Segment Start: Entries provided
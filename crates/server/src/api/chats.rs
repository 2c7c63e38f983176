//! 会话 API 路由。
//!
//! `GET /chats/{id}` 中的 `id` 是用户 ID，`DELETE /chats/{id}` 中的是会话 ID。

use std::sync::Arc;

use axum::{
    Json, Router,
    extract::{Path, State, rejection::JsonRejection},
    http::StatusCode,
    routing::{get, post},
};
use mercado_api_types::{ChatResponse, CreateChatRequest, MessageResponse};
use mercado_core::domain::{
    ChatId, ChatRecord, DomainError, NewChat, ProductId, UserId, required_text,
};
use tracing::info;

use super::error::ApiError;
use super::state::AppState;

/// 创建会话 API 路由。
pub fn create_chat_router() -> Router<Arc<AppState>> {
    Router::new()
        .route("/chats", post(create_chat))
        .route("/chats/{id}", get(list_user_chats).delete(delete_chat))
}

fn new_chat(request: CreateChatRequest) -> Result<NewChat, DomainError> {
    Ok(NewChat {
        producto_id: required_text("producto_id", request.producto_id)?.into(),
        ofertante_id: required_text("ofertante_id", request.ofertante_id)?.into(),
        interesado_id: required_text("interesado_id", request.interesado_id)?.into(),
    })
}

fn chat_response(record: ChatRecord) -> ChatResponse {
    let ChatRecord { id, chat } = record;
    ChatResponse {
        id: id.into_inner(),
        producto_id: chat.producto_id.map(ProductId::into_inner),
        ofertante_id: chat.ofertante_id.map(UserId::into_inner),
        interesado_id: chat.interesado_id.map(UserId::into_inner),
        fecha_creacion: chat.fecha_creacion.map(|fecha| fecha.to_string()),
    }
}

/// 列出用户参与的全部会话（作为卖家或买家）。
async fn list_user_chats(
    State(state): State<Arc<AppState>>,
    Path(user_id): Path<String>,
) -> Result<Json<Vec<ChatResponse>>, ApiError> {
    let chats = state
        .chats
        .list_by_participant(&UserId::from(user_id))
        .await
        .map_err(ApiError::store("Error obteniendo chats del usuario"))?
        .ok_or_else(|| ApiError::not_found("No hay chats para este usuario"))?;

    Ok(Json(chats.into_iter().map(chat_response).collect()))
}

async fn create_chat(
    State(state): State<Arc<AppState>>,
    payload: Result<Json<CreateChatRequest>, JsonRejection>,
) -> Result<(StatusCode, Json<ChatResponse>), ApiError> {
    let Json(request) = payload?;
    let chat = new_chat(request)?;
    let producto_id = chat.producto_id.clone();

    let record = state
        .chats
        .create(chat)
        .await
        .map_err(ApiError::store("Error creando chat"))?;

    info!(id = %record.id, %producto_id, "chat created");
    Ok((StatusCode::CREATED, Json(chat_response(record))))
}

/// 删除会话。会话中的消息保留。
async fn delete_chat(
    State(state): State<Arc<AppState>>,
    Path(id): Path<String>,
) -> Result<Json<MessageResponse>, ApiError> {
    let id = ChatId::from(id);
    let deleted = state
        .chats
        .delete(&id)
        .await
        .map_err(ApiError::store("Error eliminando chat"))?;

    if !deleted {
        return Err(ApiError::not_found("Chat no encontrado"));
    }

    info!(%id, "chat deleted");
    Ok(Json(MessageResponse::new("Chat eliminado correctamente")))
}
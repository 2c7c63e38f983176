//! Abstract document store: path-addressed JSON values with store-generated keys.

mod error;
mod path;

use async_trait::async_trait;
use serde_json::{Map, Value};

pub use error::StoreError;
pub use path::{Collection, StorePath};

#[async_trait]
pub trait DocumentStore: Send + Sync {
    /// Returns `None` when nothing is stored at `path`.
    async fn read(&self, path: &StorePath) -> Result<Option<Value>, StoreError>;

    /// Stores `value` under a new child of `path` and returns the generated key.
    async fn push(&self, path: &StorePath, value: Value) -> Result<String, StoreError>;

    /// Merges top-level `fields` into the object at `path`.
    async fn update(&self, path: &StorePath, fields: Map<String, Value>) -> Result<(), StoreError>;

    async fn delete(&self, path: &StorePath) -> Result<(), StoreError>;
}
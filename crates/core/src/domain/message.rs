use serde::{Deserialize, Serialize};

use super::{ChatId, MessageId, Timestamp, UserId};

#[derive(Debug, Clone, Default, PartialEq, Eq, Serialize, Deserialize)]
pub struct Message {
    #[serde(default, deserialize_with = "super::lenient::field", skip_serializing_if = "Option::is_none")]
    pub chat_id: Option<ChatId>,
    #[serde(default, deserialize_with = "super::lenient::field", skip_serializing_if = "Option::is_none")]
    pub emisor_id: Option<UserId>,
    #[serde(default, deserialize_with = "super::lenient::field", skip_serializing_if = "Option::is_none")]
    pub contenido: Option<String>,
    #[serde(default, deserialize_with = "super::lenient::field", skip_serializing_if = "Option::is_none")]
    pub fecha_envio: Option<Timestamp>,
}

#[derive(Debug, Clone, PartialEq, Eq)]
pub struct NewMessage {
    pub chat_id: ChatId,
    pub emisor_id: UserId,
    pub contenido: String,
}

impl NewMessage {
    pub fn send(self, fecha_envio: Timestamp) -> Message {
        Message {
            chat_id: Some(self.chat_id),
            emisor_id: Some(self.emisor_id),
            contenido: Some(self.contenido),
            fecha_envio: Some(fecha_envio),
        }
    }
}

#[derive(Debug, Clone, PartialEq, Eq)]
pub struct MessageRecord {
    pub id: MessageId,
    pub message: Message,
}

/// Keeps the messages of one chat, oldest first. Messages without a readable
/// send date go last. Ties keep their input order.
pub fn conversation(records: Vec<MessageRecord>, chat_id: &ChatId) -> Vec<MessageRecord> {
    let mut selected: Vec<MessageRecord> = records
        .into_iter()
        .filter(|record| record.message.chat_id.as_ref() == Some(chat_id))
        .collect();
    selected.sort_by_key(|record| {
        let sent = record.message.fecha_envio;
        (sent.is_none(), sent)
    });
    selected
}
use std::path::Path;

use anyhow::Context;
use serde::Deserialize;
type Result<T> = anyhow::Result<T>;

/// Settings file looked up in the working directory when `MERCADO_CONFIG` is unset.
pub const DEFAULT_CONFIG_FILE: &str = "mercado.toml";

#[derive(Debug, Clone, Default, Deserialize)]
pub struct AppConfig {
    #[serde(default)]
    pub http: HttpConfig,
    #[serde(default)]
    pub store: StoreConfig,
}

impl AppConfig {
    pub fn from_file(path: impl AsRef<Path>) -> Result<Self> {
        let path = path.as_ref();
        let content = std::fs::read_to_string(path)
            .with_context(|| format!("failed to read config file: {}", path.display()))?;
        Self::from_str(&content)
            .with_context(|| format!("failed to parse config file: {}", path.display()))
    }

    #[allow(clippy::should_implement_trait)]
    pub fn from_str(s: &str) -> Result<Self> {
        toml::from_str(s).context("failed to deserialize server config")
    }

    /// Loads `MERCADO_CONFIG`, else `mercado.toml` if present, else defaults,
    /// then applies environment overrides.
    pub fn load() -> Result<Self> {
        let config = match std::env::var("MERCADO_CONFIG") {
            Ok(path) => Self::from_file(path)?,
            Err(_) if Path::new(DEFAULT_CONFIG_FILE).exists() => {
                Self::from_file(DEFAULT_CONFIG_FILE)?
            }
            Err(_) => Self::default(),
        };
        config.with_overrides(|key| std::env::var(key).ok())
    }

    pub fn with_overrides(mut self, lookup: impl Fn(&str) -> Option<String>) -> Result<Self> {
        if let Some(url) = lookup("DATABASE_URL") {
            self.store.database_url = Some(url);
        }
        if let Some(token) = lookup("DATABASE_AUTH_TOKEN") {
            self.store.auth_token = Some(token);
        }
        if let Some(host) = lookup("MERCADO_HOST") {
            self.http.host = host;
        }
        if let Some(port) = lookup("MERCADO_PORT") {
            self.http.port = port
                .parse()
                .with_context(|| format!("MERCADO_PORT is not a valid port: {port}"))?;
        }
        Ok(self)
    }
}

#[derive(Debug, Clone, Deserialize)]
pub struct HttpConfig {
    #[serde(default = "default_host")]
    pub host: String,
    #[serde(default = "default_port")]
    pub port: u16,
    /// Empty means any origin is allowed.
    #[serde(default)]
    pub cors_origins: Vec<String>,
}

impl HttpConfig {
    pub fn socket_addr(&self) -> String {
        format!("{}:{}", self.host, self.port)
    }
}

impl Default for HttpConfig {
    fn default() -> Self {
        Self {
            host: default_host(),
            port: default_port(),
            cors_origins: Vec::new(),
        }
    }
}

#[derive(Debug, Clone, Default, Deserialize)]
pub struct StoreConfig {
    #[serde(default)]
    pub backend: StoreBackend,
    pub database_url: Option<String>,
    pub auth_token: Option<String>,
}

#[derive(Debug, Deserialize, Clone, Copy, Default, PartialEq, Eq)]
#[serde(rename_all = "lowercase")]
pub enum StoreBackend {
    #[default]
    Firebase,
    Memory,
}

fn default_host() -> String {
    "0.0.0.0".to_string()
}

fn default_port() -> u16 {
    3000
}
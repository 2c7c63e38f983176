mod chat;
mod error;
mod ids;
mod lenient;
mod message;
mod product;
mod timestamp;
mod user;
mod validation;

pub use chat::{Chat, ChatRecord, NewChat};
pub use error::DomainError;
pub use ids::{ChatId, MessageId, ProductId, UserId};
pub use message::{Message, MessageRecord, NewMessage, conversation};
pub use product::{NewProduct, Product, ProductChanges, ProductRecord};
pub use timestamp::Timestamp;
pub use user::{NewUser, User, UserChanges, UserRecord};
pub use validation::{required, required_text};
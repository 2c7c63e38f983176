use std::marker::PhantomData;
use std::sync::Arc;

use anyhow::{Context, Result, anyhow};
use mercado_core::store::{Collection, DocumentStore, StorePath};
use serde::Serialize;
use serde::de::DeserializeOwned;
use serde_json::{Map, Value};
use tracing::warn;

/// Typed access to one collection of the document store.
pub(crate) struct Documents<T> {
    store: Arc<dyn DocumentStore>,
    collection: Collection,
    _document: PhantomData<fn() -> T>,
}

impl<T> Documents<T>
where
    T: Serialize + DeserializeOwned,
{
    pub(crate) fn new(store: Arc<dyn DocumentStore>, collection: Collection) -> Self {
        Self {
            store,
            collection,
            _document: PhantomData,
        }
    }

    pub(crate) async fn insert(&self, document: &T) -> Result<String> {
        let value = serde_json::to_value(document)
            .with_context(|| format!("failed to encode {} document", self.collection))?;
        let key = self
            .store
            .push(&StorePath::collection(self.collection), value)
            .await?;
        Ok(key)
    }

    /// Every decodable document with its key, or `None` if the collection is absent.
    /// Entries that are not documents at all are skipped.
    pub(crate) async fn all(&self) -> Result<Option<Vec<(String, T)>>> {
        let Some(value) = self
            .store
            .read(&StorePath::collection(self.collection))
            .await?
        else {
            return Ok(None);
        };

        let entries: Vec<(String, Value)> = match value {
            Value::Object(map) => map.into_iter().collect(),
            // Integer-like keys may come back as a sparse array.
            Value::Array(items) => items
                .into_iter()
                .enumerate()
                .filter(|(_, item)| !item.is_null())
                .map(|(index, item)| (index.to_string(), item))
                .collect(),
            other => {
                return Err(anyhow!(
                    "collection {} is not an object: {other}",
                    self.collection
                ));
            }
        };

        let documents: Vec<(String, T)> = entries
            .into_iter()
            .filter_map(|(key, value)| match serde_json::from_value(value) {
                Ok(document) => Some((key, document)),
                Err(err) => {
                    warn!(collection = %self.collection, %key, error = %err, "skipping undecodable record");
                    None
                }
            })
            .collect();
        Ok(Some(documents))
    }

    pub(crate) async fn get(&self, key: &str) -> Result<Option<T>> {
        let Some(path) = StorePath::record(self.collection, key) else {
            return Ok(None);
        };
        let Some(value) = self.store.read(&path).await? else {
            return Ok(None);
        };

        let document = serde_json::from_value(value)
            .with_context(|| format!("invalid {path} document in store"))?;
        Ok(Some(document))
    }

    /// Merges `changes` into an existing record and returns the merged document.
    /// Returns `None` without touching the store when the record does not exist.
    pub(crate) async fn merge<C: Serialize>(&self, key: &str, changes: &C) -> Result<Option<T>> {
        let Some(path) = StorePath::record(self.collection, key) else {
            return Ok(None);
        };
        let fields = match serde_json::to_value(changes)? {
            Value::Object(fields) => fields,
            other => return Err(anyhow!("change set for {path} is not an object: {other}")),
        };
        let Some(current) = self.store.read(&path).await? else {
            return Ok(None);
        };

        // A non-object record is replaced by the change set, as a remote PATCH would do.
        let mut merged = match current {
            Value::Object(document) => document,
            _ => Map::new(),
        };
        merged.extend(fields.clone());

        self.store.update(&path, fields).await?;
        let document = serde_json::from_value(Value::Object(merged))
            .with_context(|| format!("invalid merged {path} document"))?;
        Ok(Some(document))
    }

    /// Deletes a record. Returns `false` without touching the store when it does not exist.
    pub(crate) async fn remove(&self, key: &str) -> Result<bool> {
        let Some(path) = StorePath::record(self.collection, key) else {
            return Ok(false);
        };
        if self.store.read(&path).await?.is_none() {
            return Ok(false);
        }

        self.store.delete(&path).await?;
        Ok(true)
    }
}
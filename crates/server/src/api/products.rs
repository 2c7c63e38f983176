//! 商品 API 路由。

use std::sync::Arc;

use axum::{
    Json, Router,
    extract::{Path, State, rejection::JsonRejection},
    http::StatusCode,
    routing::{get, put},
};
use mercado_api_types::{
    CreateProductRequest, MessageResponse, ProductResponse, UpdateProductRequest,
};
use mercado_core::domain::{
    DomainError, NewProduct, ProductChanges, ProductId, ProductRecord, UserId, required,
    required_text,
};
use tracing::info;

use super::error::ApiError;
use super::state::AppState;

const NOT_FOUND: &str = "Producto no encontrado";

/// 创建商品 API 路由。
pub fn create_product_router() -> Router<Arc<AppState>> {
    Router::new()
        .route("/productos", get(list_products).post(create_product))
        .route("/productos/{id}", put(update_product).delete(delete_product))
}

fn new_product(request: CreateProductRequest) -> Result<NewProduct, DomainError> {
    Ok(NewProduct {
        nombre: required_text("nombre", request.nombre)?,
        descripcion: required_text("descripcion", request.descripcion)?,
        precio: required("precio", request.precio)?,
        foto_url: required_text("foto_url", request.foto_url)?,
        usuario_id: required_text("usuario_id", request.usuario_id)?.into(),
    })
}

fn product_changes(request: UpdateProductRequest) -> Result<ProductChanges, DomainError> {
    Ok(ProductChanges {
        nombre: required_text("nombre", request.nombre)?,
        descripcion: required_text("descripcion", request.descripcion)?,
        precio: required("precio", request.precio)?,
        foto_url: required_text("foto_url", request.foto_url)?,
    })
}

fn product_response(record: ProductRecord) -> ProductResponse {
    let ProductRecord { id, product } = record;
    ProductResponse {
        id: id.into_inner(),
        nombre: product.nombre,
        descripcion: product.descripcion,
        precio: product.precio,
        foto_url: product.foto_url,
        fecha_publicacion: product.fecha_publicacion.map(|fecha| fecha.to_string()),
        usuario_id: product.usuario_id.map(UserId::into_inner),
    }
}

/// 列出全部商品。
async fn list_products(
    State(state): State<Arc<AppState>>,
) -> Result<Json<Vec<ProductResponse>>, ApiError> {
    let products = state
        .products
        .list()
        .await
        .map_err(ApiError::store("Error obteniendo productos"))?
        .ok_or_else(|| ApiError::not_found("No hay productos disponibles"))?;

    Ok(Json(products.into_iter().map(product_response).collect()))
}

/// 发布新商品，发布时间由服务端设置。
async fn create_product(
    State(state): State<Arc<AppState>>,
    payload: Result<Json<CreateProductRequest>, JsonRejection>,
) -> Result<(StatusCode, Json<ProductResponse>), ApiError> {
    let Json(request) = payload?;
    let new_product = new_product(request)?;
    let owner = new_product.usuario_id.clone();

    let record = state
        .products
        .create(new_product)
        .await
        .map_err(ApiError::store("Error creando producto"))?;

    info!(id = %record.id, usuario_id = %owner, "product created");
    Ok((StatusCode::CREATED, Json(product_response(record))))
}

/// 修改商品的可变字段。
async fn update_product(
    State(state): State<Arc<AppState>>,
    Path(id): Path<String>,
    payload: Result<Json<UpdateProductRequest>, JsonRejection>,
) -> Result<Json<ProductResponse>, ApiError> {
    let Json(request) = payload?;
    let changes = product_changes(request)?;

    let record = state
        .products
        .update(&ProductId::from(id), changes)
        .await
        .map_err(ApiError::store("Error actualizando producto"))?
        .ok_or_else(|| ApiError::not_found(NOT_FOUND))?;

    Ok(Json(product_response(record)))
}

/// 删除商品。
async fn delete_product(
    State(state): State<Arc<AppState>>,
    Path(id): Path<String>,
) -> Result<Json<MessageResponse>, ApiError> {
    let id = ProductId::from(id);
    let deleted = state
        .products
        .delete(&id)
        .await
        .map_err(ApiError::store("Error eliminando producto"))?;

    if !deleted {
        return Err(ApiError::not_found(NOT_FOUND));
    }

    info!(%id, "product deleted");
    Ok(Json(MessageResponse::new("Producto eliminado correctamente")))
}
Segment End: Entries provided
Check each line of the listing above. Copy it if it holds the string "ProductChanges".

Problem solution =
pub use product::{NewProduct, Product, ProductChanges, ProductRecord};
    DomainError, NewProduct, ProductChanges, ProductId, ProductRecord, UserId, required,
fn product_changes(request: UpdateProductRequest) -> Result<ProductChanges, DomainError> {
    Ok(ProductChanges {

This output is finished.